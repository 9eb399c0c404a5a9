//! Redis cache backend
//!
//! Payloads are stored as JSON strings under namespaced keys with `SET .. EX`.
//! TTL enforcement is entirely Redis-side; hit/miss counters are process-local.

use crate::cache::{CacheBackend, CacheStats, Fingerprint};
use async_trait::async_trait;
use lexflow_core::{BackendError, LexflowError, LexflowResult};
use redis::aio::ConnectionManager;
use redis::AsyncCommands;
use std::sync::atomic::{AtomicU64, Ordering};
use std::time::Duration;

fn cache_err(e: impl std::fmt::Display) -> LexflowError {
    LexflowError::Backend(BackendError::CacheUnavailable {
        reason: e.to_string(),
    })
}

/// Redis-backed cache shared by all engine instances.
pub struct RedisCache {
    conn: ConnectionManager,
    hits: AtomicU64,
    misses: AtomicU64,
}

impl RedisCache {
    /// Connect to Redis. The connection manager reconnects transparently on
    /// broken connections.
    pub async fn connect(url: &str) -> LexflowResult<Self> {
        let client = redis::Client::open(url).map_err(cache_err)?;
        let conn = ConnectionManager::new(client).await.map_err(cache_err)?;
        Ok(Self {
            conn,
            hits: AtomicU64::new(0),
            misses: AtomicU64::new(0),
        })
    }
}

#[async_trait]
impl CacheBackend for RedisCache {
    async fn get(&self, key: &Fingerprint) -> LexflowResult<Option<serde_json::Value>> {
        let mut conn = self.conn.clone();
        let raw: Option<String> = conn.get(key.storage_key()).await.map_err(cache_err)?;

        match raw {
            Some(json) => {
                let payload = serde_json::from_str(&json).map_err(cache_err)?;
                self.hits.fetch_add(1, Ordering::Relaxed);
                Ok(Some(payload))
            }
            None => {
                self.misses.fetch_add(1, Ordering::Relaxed);
                Ok(None)
            }
        }
    }

    async fn put(
        &self,
        key: &Fingerprint,
        payload: &serde_json::Value,
        ttl: Duration,
    ) -> LexflowResult<()> {
        let mut conn = self.conn.clone();
        let json = serde_json::to_string(payload).map_err(cache_err)?;
        let ttl_secs = ttl.as_secs().max(1);
        let _: () = conn
            .set_ex(key.storage_key(), json, ttl_secs)
            .await
            .map_err(cache_err)?;
        Ok(())
    }

    async fn delete(&self, key: &Fingerprint) -> LexflowResult<()> {
        let mut conn = self.conn.clone();
        let _: () = conn.del(key.storage_key()).await.map_err(cache_err)?;
        Ok(())
    }

    async fn stats(&self) -> LexflowResult<CacheStats> {
        let mut conn = self.conn.clone();
        let entry_count: u64 = redis::cmd("DBSIZE")
            .query_async(&mut conn)
            .await
            .unwrap_or(0);

        Ok(CacheStats {
            hits: self.hits.load(Ordering::Relaxed),
            misses: self.misses.load(Ordering::Relaxed),
            entry_count,
        })
    }
}

impl std::fmt::Debug for RedisCache {
    fn fmt(&self, f: &mut std::fmt::Formatter<'_>) -> std::fmt::Result {
        f.debug_struct("RedisCache")
            .field("hits", &self.hits.load(Ordering::Relaxed))
            .field("misses", &self.misses.load(Ordering::Relaxed))
            .finish()
    }
}
//! Durable store
//!
//! Eight logical record types: traces, iterations, answers, user feedback,
//! expert feedback, entity feedback, credentials, usage. Writes from the
//! workflow runtime are best-effort: a failure is recorded as a warning on
//! the state and never retried in-band.

mod memory;
mod postgres;

pub use memory::MemoryStore;
pub use postgres::{PgConfig, PgStore};

use async_trait::async_trait;
use lexflow_core::{
    CredentialHash, CredentialId, CredentialRecord, EntitySpanCorrection, ExpertCorrection,
    IterationRecord, LexflowResult, ProvisionalAnswer, Timestamp, TraceId, TraceRecord,
    UsageRecord, UserFeedback,
};

/// Counts per record type, served by the statistics endpoint.
#[derive(Debug, Clone, Copy, Default, PartialEq, Eq, serde::Serialize, serde::Deserialize)]
pub struct StoreStats {
    pub traces: u64,
    pub iterations: u64,
    pub answers: u64,
    pub user_feedback: u64,
    pub expert_feedback: u64,
    pub entity_feedback: u64,
    pub credentials: u64,
    pub usage: u64,
}

/// The persistence boundary of the engine.
///
/// No cross-record transactions: each record is isolated, which is sufficient
/// for the runtime's correctness (iteration records are ordered by index,
/// traces are upserted once per request).
#[async_trait]
pub trait DurableStore: Send + Sync {
    // ------------------------------------------------------------------
    // Traces
    // ------------------------------------------------------------------

    /// Upsert the trace record. Called once at completion (success, failure,
    /// or timeout); an earlier admission stub is overwritten.
    async fn record_trace(&self, trace: &TraceRecord) -> LexflowResult<()>;

    async fn fetch_trace(&self, trace_id: TraceId) -> LexflowResult<Option<TraceRecord>>;

    // ------------------------------------------------------------------
    // Iterations & answers
    // ------------------------------------------------------------------

    /// Append one completed iteration.
    async fn append_iteration(
        &self,
        trace_id: TraceId,
        record: &IterationRecord,
    ) -> LexflowResult<()>;

    /// Record the answer produced at one iteration.
    async fn record_answer(
        &self,
        trace_id: TraceId,
        iteration: i32,
        answer: &ProvisionalAnswer,
    ) -> LexflowResult<()>;

    // ------------------------------------------------------------------
    // Feedback
    // ------------------------------------------------------------------

    async fn record_user_feedback(&self, feedback: &UserFeedback) -> LexflowResult<()>;

    async fn record_expert_feedback(&self, correction: &ExpertCorrection) -> LexflowResult<()>;

    async fn record_entity_feedback(
        &self,
        correction: &EntitySpanCorrection,
    ) -> LexflowResult<()>;

    async fn user_feedback_for_trace(&self, trace_id: TraceId)
        -> LexflowResult<Vec<UserFeedback>>;

    async fn expert_feedback_for_trace(
        &self,
        trace_id: TraceId,
    ) -> LexflowResult<Vec<ExpertCorrection>>;

    // ------------------------------------------------------------------
    // Credentials
    // ------------------------------------------------------------------

    async fn insert_credential(&self, record: &CredentialRecord) -> LexflowResult<()>;

    async fn credential_by_hash(
        &self,
        hash: &CredentialHash,
    ) -> LexflowResult<Option<CredentialRecord>>;

    async fn list_credentials(&self) -> LexflowResult<Vec<CredentialRecord>>;

    /// Flip the active flag. Returns false when the credential is unknown.
    async fn set_credential_active(
        &self,
        credential_id: CredentialId,
        active: bool,
    ) -> LexflowResult<bool>;

    /// Advance the last-used timestamp. Implementations must keep it
    /// monotonically non-decreasing.
    async fn touch_credential(
        &self,
        credential_id: CredentialId,
        at: Timestamp,
    ) -> LexflowResult<()>;

    // ------------------------------------------------------------------
    // Usage
    // ------------------------------------------------------------------

    async fn append_usage(&self, record: &UsageRecord) -> LexflowResult<()>;

    /// Usage records for a credential since an instant. Supports the
    /// sliding-window audit queries.
    async fn usage_count_since(
        &self,
        credential_id: CredentialId,
        since: Timestamp,
    ) -> LexflowResult<u64>;

    // ------------------------------------------------------------------
    // Statistics
    // ------------------------------------------------------------------

    async fn stats(&self) -> LexflowResult<StoreStats>;
}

┄┄┄┄┄┄┄┄┄┄

- _REQUIRED ACTION_
Please copy every line in the entries where "await" appears.

- _SOLUTION TO THE EXERCISE_
        let conn = ConnectionManager::new(client).await.map_err(cache_err)?;
        let raw: Option<String> = conn.get(key.storage_key()).await.map_err(cache_err)?;
            .await
        let _: () = conn.del(key.storage_key()).await.map_err(cache_err)?;
            .await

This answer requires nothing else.